Jedenfalls wird sich die innere Entwicklung Großbritanniens während der langen und womöglich komplizierten Phase der Beitrittsverhandlungen auf deren Erfolg viel unmittelbarer auswirken, als sich das die meisten Engländer klarmachen. Es wird, den Gegnern des britischen Zutritts im Ausland sehr viel leichter sein, ein Nein zu formulieren oder die Verhandlungen in eine Sackgasse zu manövrieren, wenn sich etwa gleichzeitig eine neue Pfundkrise über der City zusammenbraut. Der General in Paris kann seine alten Vorbehalte gegen die, wie er glaubt, janusköpfige englische Politik, die immer zugleich auch nach Washington blickt, neu belebt finden, wenn er zu wissen meint, daß neue amerikanische Anleihen auch neue politische Auflagen für den Schuldner in London bedeuten. In den übrigen EWG-Hauptstädten könnte das Interesse an der Hereinnahme Englands beträchtlich sinken, wenn der künftige Partner gerade durch ein Sturmtief der Handelsbilanz steuern muß.

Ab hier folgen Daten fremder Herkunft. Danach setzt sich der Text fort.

//! Minimal PE32+ parser.
//!
//! Reads just enough of the DOS header, COFF header, optional header and
//! section table to relocate entry points and append sections. The raw
//! buffer is kept inside [`PeFile`] so the writer can start from the exact
//! original bytes.

use log::debug;
use thiserror::Error;

use super::writer::{align_up, AlignError};

// ---------------------------------------------------------------------------
// Errors
// ---------------------------------------------------------------------------

/// Errors that can occur while parsing or re-serializing a PE file.
#[derive(Debug, Clone, PartialEq, Eq, Error)]
pub enum PeError {
    /// The first two bytes are not `MZ` (0x5A4D).
    #[error("invalid DOS signature (expected 0x5A4D)")]
    InvalidDosSignature,
    /// The four bytes at `e_lfanew` are not `PE\0\0` (0x00004550).
    #[error("invalid PE signature (expected 0x00004550)")]
    InvalidPeSignature,
    /// The input buffer is too short to contain a required structure.
    #[error("file is truncated")]
    TruncatedFile,
    /// The `Machine` field in the COFF header is not a supported value.
    #[error("unsupported machine type: 0x{0:04X}")]
    UnsupportedMachine(u16),
    /// Only PE32+ optional headers are handled.
    #[error("unsupported optional header magic: 0x{0:04X} (expected PE32+ 0x020B)")]
    UnsupportedFormat(u16),
    /// The declared section table extends past the end of the buffer.
    #[error("section table ({count} entries at 0x{offset:X}) runs past end of file")]
    SectionTableOutOfBounds { offset: usize, count: usize },
    /// The image declares no sections to append after.
    #[error("image has no sections")]
    NoSections,
    /// The last section table entry is not the highest-addressed one.
    #[error("last section ends below end of image (0x{last_end:X} < 0x{image_end:X})")]
    SectionsOutOfOrder { last_end: u32, image_end: u32 },
    /// The header area cannot hold another section descriptor.
    #[error("no room for another section header (table ends at 0x{table_end:X}, headers end at 0x{limit:X})")]
    NoSectionTableRoom { table_end: usize, limit: usize },
    /// An appended section must start exactly at the current end of file.
    #[error("appended section raw data at 0x{actual:X}, end of file is 0x{expected:X}")]
    RawOffsetNotAtEnd { expected: usize, actual: usize },
    /// `NumberOfSections` is a 16-bit field.
    #[error("section count would exceed {}", u16::MAX)]
    TooManySections,
    /// `NumberOfSections` disagrees with the in-memory section list.
    #[error("section count mismatch: header says {declared}, table holds {actual}")]
    SectionCountMismatch { declared: u16, actual: usize },
    /// A section name does not fit the 8-byte name field.
    #[error("section name '{0}' is longer than 8 bytes")]
    NameTooLong(String),
}

// ---------------------------------------------------------------------------
// Little-endian read helpers
// ---------------------------------------------------------------------------

/// Read a `u16` at `offset` (little-endian).  Returns `TruncatedFile` if out
/// of bounds.
pub(crate) fn read_u16(data: &[u8], offset: usize) -> Result<u16, PeError> {
    let bytes = data
        .get(offset..offset.checked_add(2).ok_or(PeError::TruncatedFile)?)
        .ok_or(PeError::TruncatedFile)?;
    Ok(u16::from_le_bytes([bytes[0], bytes[1]]))
}

/// Read a `u32` at `offset` (little-endian).
pub(crate) fn read_u32(data: &[u8], offset: usize) -> Result<u32, PeError> {
    let bytes = data
        .get(offset..offset.checked_add(4).ok_or(PeError::TruncatedFile)?)
        .ok_or(PeError::TruncatedFile)?;
    Ok(u32::from_le_bytes([bytes[0], bytes[1], bytes[2], bytes[3]]))
}

/// Read a `u64` at `offset` (little-endian).
pub(crate) fn read_u64(data: &[u8], offset: usize) -> Result<u64, PeError> {
    let bytes = data
        .get(offset..offset.checked_add(8).ok_or(PeError::TruncatedFile)?)
        .ok_or(PeError::TruncatedFile)?;
    let mut buf = [0u8; 8];
    buf.copy_from_slice(bytes);
    Ok(u64::from_le_bytes(buf))
}

// ---------------------------------------------------------------------------
// Well-known constants
// ---------------------------------------------------------------------------

/// `MZ` -- DOS header magic.
pub const DOS_MAGIC: u16 = 0x5A4D;
/// `PE\0\0` -- PE signature.
pub const PE_SIGNATURE: u32 = 0x0000_4550;

/// Optional-header magic for PE32 (32-bit).  Recognised only to reject it.
pub const PE32_MAGIC: u16 = 0x010B;
/// Optional-header magic for PE32+ (64-bit).
pub const PE32PLUS_MAGIC: u16 = 0x020B;

/// IMAGE_FILE_MACHINE_I386
pub const MACHINE_I386: u16 = 0x014C;
/// IMAGE_FILE_MACHINE_AMD64
pub const MACHINE_AMD64: u16 = 0x8664;
/// IMAGE_FILE_MACHINE_ARM64
pub const MACHINE_ARM64: u16 = 0xAA64;

/// Size of the COFF file header that follows the PE signature.
pub const COFF_HEADER_SIZE: usize = 20;
/// Size of one section table entry.
pub const SECTION_HEADER_SIZE: usize = 40;

// Field offsets inside a PE32+ optional header.
pub(crate) const OPT_ENTRY_POINT: usize = 16;
pub(crate) const OPT_IMAGE_BASE: usize = 24;
pub(crate) const OPT_SECTION_ALIGNMENT: usize = 32;
pub(crate) const OPT_FILE_ALIGNMENT: usize = 36;
pub(crate) const OPT_SIZE_OF_IMAGE: usize = 56;
pub(crate) const OPT_SIZE_OF_HEADERS: usize = 60;
pub(crate) const OPT_CHECKSUM: usize = 64;
pub(crate) const OPT_NUMBER_OF_RVA_AND_SIZES: usize = 108;

// ---------------------------------------------------------------------------
// Structures
// ---------------------------------------------------------------------------

/// COFF file header (20 bytes in the file, we store the interesting subset).
#[derive(Debug, Clone, Copy, PartialEq, Eq)]
pub struct CoffHeader {
    pub machine: u16,
    pub number_of_sections: u16,
    pub size_of_optional_header: u16,
    pub characteristics: u16,
}

/// The PE32+ optional header fields that layout changes touch.
#[derive(Debug, Clone, Copy, PartialEq, Eq)]
pub struct OptionalHeader {
    pub magic: u16,
    pub entry_point: u32,
    pub image_base: u64,
    pub section_alignment: u32,
    pub file_alignment: u32,
    pub size_of_image: u32,
    pub size_of_headers: u32,
    pub checksum: u32,
    pub number_of_rva_and_sizes: u32,
}

/// A single section header (40 bytes in the file).
#[derive(Debug, Clone, Copy, PartialEq, Eq)]
pub struct SectionHeader {
    /// Raw 8-byte name (may or may not be null-terminated).
    pub name: [u8; 8],
    pub virtual_size: u32,
    pub virtual_address: u32,
    pub size_of_raw_data: u32,
    pub pointer_to_raw_data: u32,
    pub characteristics: u32,
}

impl SectionHeader {
    /// Build a zero-initialised header carrying `name`.
    pub fn new(name: &str) -> Result<SectionHeader, PeError> {
        let bytes = name.as_bytes();
        if bytes.len() > 8 {
            return Err(PeError::NameTooLong(name.to_string()));
        }
        let mut raw = [0u8; 8];
        raw[..bytes.len()].copy_from_slice(bytes);
        Ok(SectionHeader {
            name: raw,
            virtual_size: 0,
            virtual_address: 0,
            size_of_raw_data: 0,
            pointer_to_raw_data: 0,
            characteristics: 0,
        })
    }

    /// Return the section name as a UTF-8 `&str`, trimming any trailing NUL
    /// bytes.  Invalid UTF-8 yields `"<invalid>"`.
    pub fn name_str(&self) -> &str {
        let len = self
            .name
            .iter()
            .position(|&b| b == 0)
            .unwrap_or(self.name.len());
        std::str::from_utf8(&self.name[..len]).unwrap_or("<invalid>")
    }

    /// End of the file range covered by this section's raw data.
    pub fn raw_end(&self) -> u64 {
        self.pointer_to_raw_data as u64 + self.size_of_raw_data as u64
    }
}

// ---------------------------------------------------------------------------
// PeFile
// ---------------------------------------------------------------------------

/// A parsed PE file held entirely in memory.
#[derive(Debug, Clone)]
pub struct PeFile {
    /// The raw bytes of the entire file.
    pub data: Vec<u8>,
    /// Absolute file offset where the PE signature lives (`e_lfanew`).
    pub pe_offset: usize,
    pub coff_header: CoffHeader,
    pub optional_header: OptionalHeader,
    pub sections: Vec<SectionHeader>,
}

impl PeFile {
    /// Parse a PE32+ file from a raw byte buffer.
    ///
    /// The buffer is consumed and stored inside the returned `PeFile` so that
    /// the writer can reproduce every byte it does not explicitly change.
    pub fn parse(data: Vec<u8>) -> Result<PeFile, PeError> {
        // --- DOS header ----------------------------------------------------
        let e_magic = read_u16(&data, 0)?;
        if e_magic != DOS_MAGIC {
            return Err(PeError::InvalidDosSignature);
        }
        let pe_offset = read_u32(&data, 0x3C)? as usize;

        // --- PE signature --------------------------------------------------
        if read_u32(&data, pe_offset)? != PE_SIGNATURE {
            return Err(PeError::InvalidPeSignature);
        }

        // --- COFF header ---------------------------------------------------
        let coff_offset = pe_offset + 4;
        let machine = read_u16(&data, coff_offset)?;
        match machine {
            MACHINE_I386 | MACHINE_AMD64 | MACHINE_ARM64 => {}
            other => return Err(PeError::UnsupportedMachine(other)),
        }
        let coff_header = CoffHeader {
            machine,
            number_of_sections: read_u16(&data, coff_offset + 2)?,
            size_of_optional_header: read_u16(&data, coff_offset + 16)?,
            characteristics: read_u16(&data, coff_offset + 18)?,
        };

        // --- Optional header -----------------------------------------------
        let opt_offset = coff_offset + COFF_HEADER_SIZE;
        let magic = read_u16(&data, opt_offset)?;
        if magic != PE32PLUS_MAGIC {
            return Err(PeError::UnsupportedFormat(magic));
        }
        let optional_header = OptionalHeader {
            magic,
            entry_point: read_u32(&data, opt_offset + OPT_ENTRY_POINT)?,
            image_base: read_u64(&data, opt_offset + OPT_IMAGE_BASE)?,
            section_alignment: read_u32(&data, opt_offset + OPT_SECTION_ALIGNMENT)?,
            file_alignment: read_u32(&data, opt_offset + OPT_FILE_ALIGNMENT)?,
            size_of_image: read_u32(&data, opt_offset + OPT_SIZE_OF_IMAGE)?,
            size_of_headers: read_u32(&data, opt_offset + OPT_SIZE_OF_HEADERS)?,
            checksum: read_u32(&data, opt_offset + OPT_CHECKSUM)?,
            number_of_rva_and_sizes: read_u32(&data, opt_offset + OPT_NUMBER_OF_RVA_AND_SIZES)?,
        };

        // --- Section headers -----------------------------------------------
        let section_table_offset = opt_offset + coff_header.size_of_optional_header as usize;
        let num_sections = coff_header.number_of_sections as usize;
        let table_end = section_table_offset + num_sections * SECTION_HEADER_SIZE;
        if table_end > data.len() {
            return Err(PeError::SectionTableOutOfBounds {
                offset: section_table_offset,
                count: num_sections,
            });
        }

        let sections = data[section_table_offset..table_end]
            .chunks_exact(SECTION_HEADER_SIZE)
            .map(|entry| {
                let mut name = [0u8; 8];
                name.copy_from_slice(&entry[..8]);
                Ok(SectionHeader {
                    name,
                    virtual_size: read_u32(entry, 8)?,
                    virtual_address: read_u32(entry, 12)?,
                    size_of_raw_data: read_u32(entry, 16)?,
                    pointer_to_raw_data: read_u32(entry, 20)?,
                    characteristics: read_u32(entry, 36)?,
                })
            })
            .collect::<Result<Vec<_>, PeError>>()?;

        debug!(
            "parsed PE32+ image: {} bytes, {} sections, entry=0x{:08X}, size_of_image=0x{:X}",
            data.len(),
            sections.len(),
            optional_header.entry_point,
            optional_header.size_of_image
        );

        Ok(PeFile {
            data,
            pe_offset,
            coff_header,
            optional_header,
            sections,
        })
    }

    // -- layout helpers -----------------------------------------------------

    /// Absolute file offset of the optional header.
    pub fn optional_header_offset(&self) -> usize {
        self.pe_offset + 4 + COFF_HEADER_SIZE
    }

    /// Absolute file offset of the first section table entry.
    pub fn section_table_offset(&self) -> usize {
        self.optional_header_offset() + self.coff_header.size_of_optional_header as usize
    }

    /// Absolute file offset of the optional-header checksum field.
    pub fn checksum_offset(&self) -> usize {
        self.optional_header_offset() + OPT_CHECKSUM
    }

    /// Current end-of-file offset; appended data lands here.
    pub fn end_of_file(&self) -> usize {
        self.data.len()
    }

    /// First RVA past every section once each is rounded up to the section
    /// alignment.
    pub fn end_of_image(&self) -> Result<u32, AlignError> {
        let alignment = self.optional_header.section_alignment;
        self.sections.iter().try_fold(0u32, |end, s| {
            let size = align_up(s.virtual_size, alignment)?;
            let section_end = s
                .virtual_address
                .checked_add(size)
                .ok_or(AlignError::Overflow)?;
            Ok(end.max(section_end))
        })
    }

    /// How many section descriptors the header area can hold.
    ///
    /// The table may grow up to `SizeOfHeaders` and never into the raw data
    /// of a section.
    pub fn section_table_capacity(&self) -> usize {
        let first_raw = self
            .sections
            .iter()
            .filter(|s| s.size_of_raw_data != 0 && s.pointer_to_raw_data != 0)
            .map(|s| s.pointer_to_raw_data as usize)
            .min()
            .unwrap_or(usize::MAX);
        let limit = (self.optional_header.size_of_headers as usize)
            .min(first_raw)
            .min(self.data.len());
        limit.saturating_sub(self.section_table_offset()) / SECTION_HEADER_SIZE
    }

    /// Look up a section by its (ASCII) name, e.g. `".text"`.
    pub fn find_section(&self, name: &str) -> Option<&SectionHeader> {
        self.sections.iter().find(|s| s.name_str() == name)
    }

    /// Return the section's raw bytes, clamped to what the file contains.
    pub fn section_data(&self, section: &SectionHeader) -> &[u8] {
        let start = section.pointer_to_raw_data as usize;
        let end = start.saturating_add(section.size_of_raw_data as usize);
        let clamped_end = end.min(self.data.len());
        let clamped_start = start.min(clamped_end);
        &self.data[clamped_start..clamped_end]
    }

    /// Bytes after the furthest section raw data (certificate tables,
    /// debug blobs, installer overlays).
    pub fn trailing_data_len(&self) -> usize {
        let raw_end = self
            .sections
            .iter()
            .map(|s| s.raw_end())
            .max()
            .unwrap_or(0);
        (self.data.len() as u64).saturating_sub(raw_end) as usize
    }
}

// ---------------------------------------------------------------------------
// Unit tests
// ---------------------------------------------------------------------------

Daraus ergibt sich für die britische Politik eine dornenvolle Strecke. Während nämlich die Bevölkerung deutliche Zeichen von Müdigkeit zeigt, während die Konservativen im Vollgefühl gewonnener Kommunal- und Unterhausnachwahlen versprechen, alles ganz anders zu machen, muß die Regierung genau das Gegenteil dessen tun, was die Wähler erwarten. Sie hoffen auf ein rasches Ende der Restriktionspolitik. Sie glauben, daß der Jahrestag der drastischen Bremsmaßnahmen, der 20. Juli, das versprochene Begräbnis der Unholde „Freeze“ und „Squeeze“ bringen wird. Denn sie haben diese Dickenschen Bösewichte gründlich leid und wollen ein Freudenfeuer. Daraus wird nichts werden. Die Regierung würde sich um jede Chance eines EWG-Beitritts bringen, wenn sie im Juli die Bremsen losließe und um der angenehmen Fahrt willen das Gaspedal durchträte. Nur ein aus dem Stop-go-stop-Zyklus deutlich ausbrechendes England hat die Chance, alle Bedenken zu zerstreuen, ob es denn auch das schärfere Pensum im Gemeinsamen Markt zu schaffen imstande sei.